Don’t Put All Your Eggs in One Basket
This is perhaps the single most reliable piece of advice you can ever give someone who is looking at investing. Spreading your assets around helps create less of a risk, and it is the most appropriate way to describe it. Things can quickly move, and while we hope our investments move on an upward trajectory the fortunes of companies can change overnight based on global, local or even individual forces, so ensuring that your assets are spread with factors like interest rates and property values offering a different risk level gives you a greater chance of success. This means if any one market sector suffers a crash; you have done everything you can to protect yourself and your other investments should continue to thrive.
This Means Multiple Sectors
It is also essential that you pick different sectors. For example, in 2006, shares in UK banks rocketed, but in 2007 the credit crunch placed a considerable spanner in the works and created one of the largest banking crises we have seen in years. So, while investors would have been jumping for joy in 2006 by the following year things weren’t going so great. There are plenty of sectors from the precious metals sector to the healthcare sector, and these are nicely independent, so a problem in one does not necessarily reflect that there will be issues in the other. Cryptocurrencies are now becoming popular investment areas, and this is relatively new, so it may be something that was never set up before when you started investing. Again, it is worth considering this as another sector. Whether you do this by purchasing individual shares in individual companies or by managed funds such as unit trusts be sure to spread them across the sectors.
It is a Big World
Of course, the other thing to remember is that this is a really big world. If you also diversify by country, you reduce the risk even more. If all your investments are in one location and that government suffers an economic downturn, the negative effect will run through your whole portfolio. In much the same way as sectors do not necessarily affect each other, neither do countries, so if the UK market is on a high, the Japanese stock market could be on a low. The USA and the UK have much more stable markets than more emerging countries like Russia, China, India and Brazil but this instability could work in your favour providing you have fully assessed the risks involved, and you are happy to diversify some of your investments into other locations that may move faster. If you are looking for total stability, you are probably better off investing within the UK and USA.
Managed Funds or Individual Shares?
There are two schools of thought, and again it is all about ensuring that you do not keep all of your eggs in the same basket. One way to spread your investments over many different companies is to take advantage of a unit trust or the Oeic fund which is very similar with this you can invest in perhaps 60 different shares in one area so whether that’s your country, your sector, or a particular stock market you will have your investments spread between many other companies. A bond fund offers the chance for 200 different bonds, and this is undoubtedly an easier route to take than trying to find 200 companies to invest in on your own.
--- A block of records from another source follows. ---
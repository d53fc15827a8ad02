//! # Vacancy Sources
//! The paginated-fetch half of the pipeline: a small capability trait each
//! job board implements, plus the page loop that turns per-page requests into
//! a stream of (listing, total-found) pairs for the aggregation to consume.

pub mod headhunter;
pub mod superjob;

use anyhow::Result;
use async_trait::async_trait;
use tracing::debug;

use crate::salary::SalarySpan;

/// One parsed page of listings.
#[derive(Debug, Clone, PartialEq, Eq)]
pub struct VacancyPage {
    /// Salary block of each listing on the page, in page order. `None` marks
    /// a null listing or one without a salary block; both skip identically.
    pub salaries: Vec<Option<SalarySpan>>,
    /// Source-reported match count for the whole query. A snapshot taken per
    /// page, so it may drift while the walk is in flight.
    pub total_found: u64,
    /// Continuation signal, normalized from the source's own shape.
    pub has_more: bool,
}

/// What one job board must provide: a single page request plus the
/// source-specific constants the shared loop and the salary filter need.
#[async_trait]
pub trait VacancySource {
    /// Source name as shown in table titles, e.g. "HeadHunter".
    fn name(&self) -> &'static str;

    /// Currency code a listing must be quoted in to count toward statistics.
    fn currency(&self) -> &'static str;

    /// Hard stop: at most this many pages are requested per language.
    fn page_ceiling(&self) -> u32;

    /// Fetch and parse one page of vacancies matching `language`.
    async fn fetch_page(&self, language: &str, page: u32) -> Result<VacancyPage>;
}

/// Walk all pages for one language, handing each `(listing, total_found)`
/// pair to `on_vacancy` as it arrives.
///
/// Page indices start at 0. The walk ends when the source reports no further
/// pages or after `page_ceiling` requests, whichever comes first; the ceiling
/// keeps a source that never signals completion from looping forever. Any
/// transport or parse error aborts the walk immediately, no retry.
pub async fn walk_pages(
    source: &dyn VacancySource,
    language: &str,
    mut on_vacancy: impl FnMut(Option<&SalarySpan>, u64),
) -> Result<()> {
    let mut page = 0u32;
    let mut has_more = true;

    while has_more && page < source.page_ceiling() {
        let chunk = source.fetch_page(language, page).await?;
        debug!(
            source = source.name(),
            language,
            page,
            listings = chunk.salaries.len(),
            found = chunk.total_found,
            "fetched vacancy page"
        );

        for span in &chunk.salaries {
            on_vacancy(span.as_ref(), chunk.total_found);
        }

        has_more = chunk.has_more;
        page += 1;
    }

    Ok(())
}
Unless you have many years’ experience in investing one of the most critical pieces of advice we can offer when it comes to diversifying your portfolio is to seek advice. There is such a thing as over-diversification so striking a balance is absolutely paramount. The problem with over diversifying is the money is spread so thinly it stems the ability for growth because you have smaller investments in many more locations and therefore do not see massive jumps in development. So individual assets should be kept to a level of about 30 funds should be kept to about 20. There are plenty of market experts on hand who are happy to help you get it right, and it is always best to use this service. The amount you spend in paying for their knowledge will be rewarded many times over because your investment portfolio will be structured in such a way that it is much more likely to see positive rewards rather than negatives. Of course, you also need to ensure that you are correctly declaring your investment portfolio in terms of tax. Having professional investment portfolio management tools on your side is much safer than trying to go it alone and risking losing what you have gained because you did not follow the rules. With the correct advice, it is easy for 2021 to become the perfect year for diversifying your portfolio and enjoying the rewards of your investments.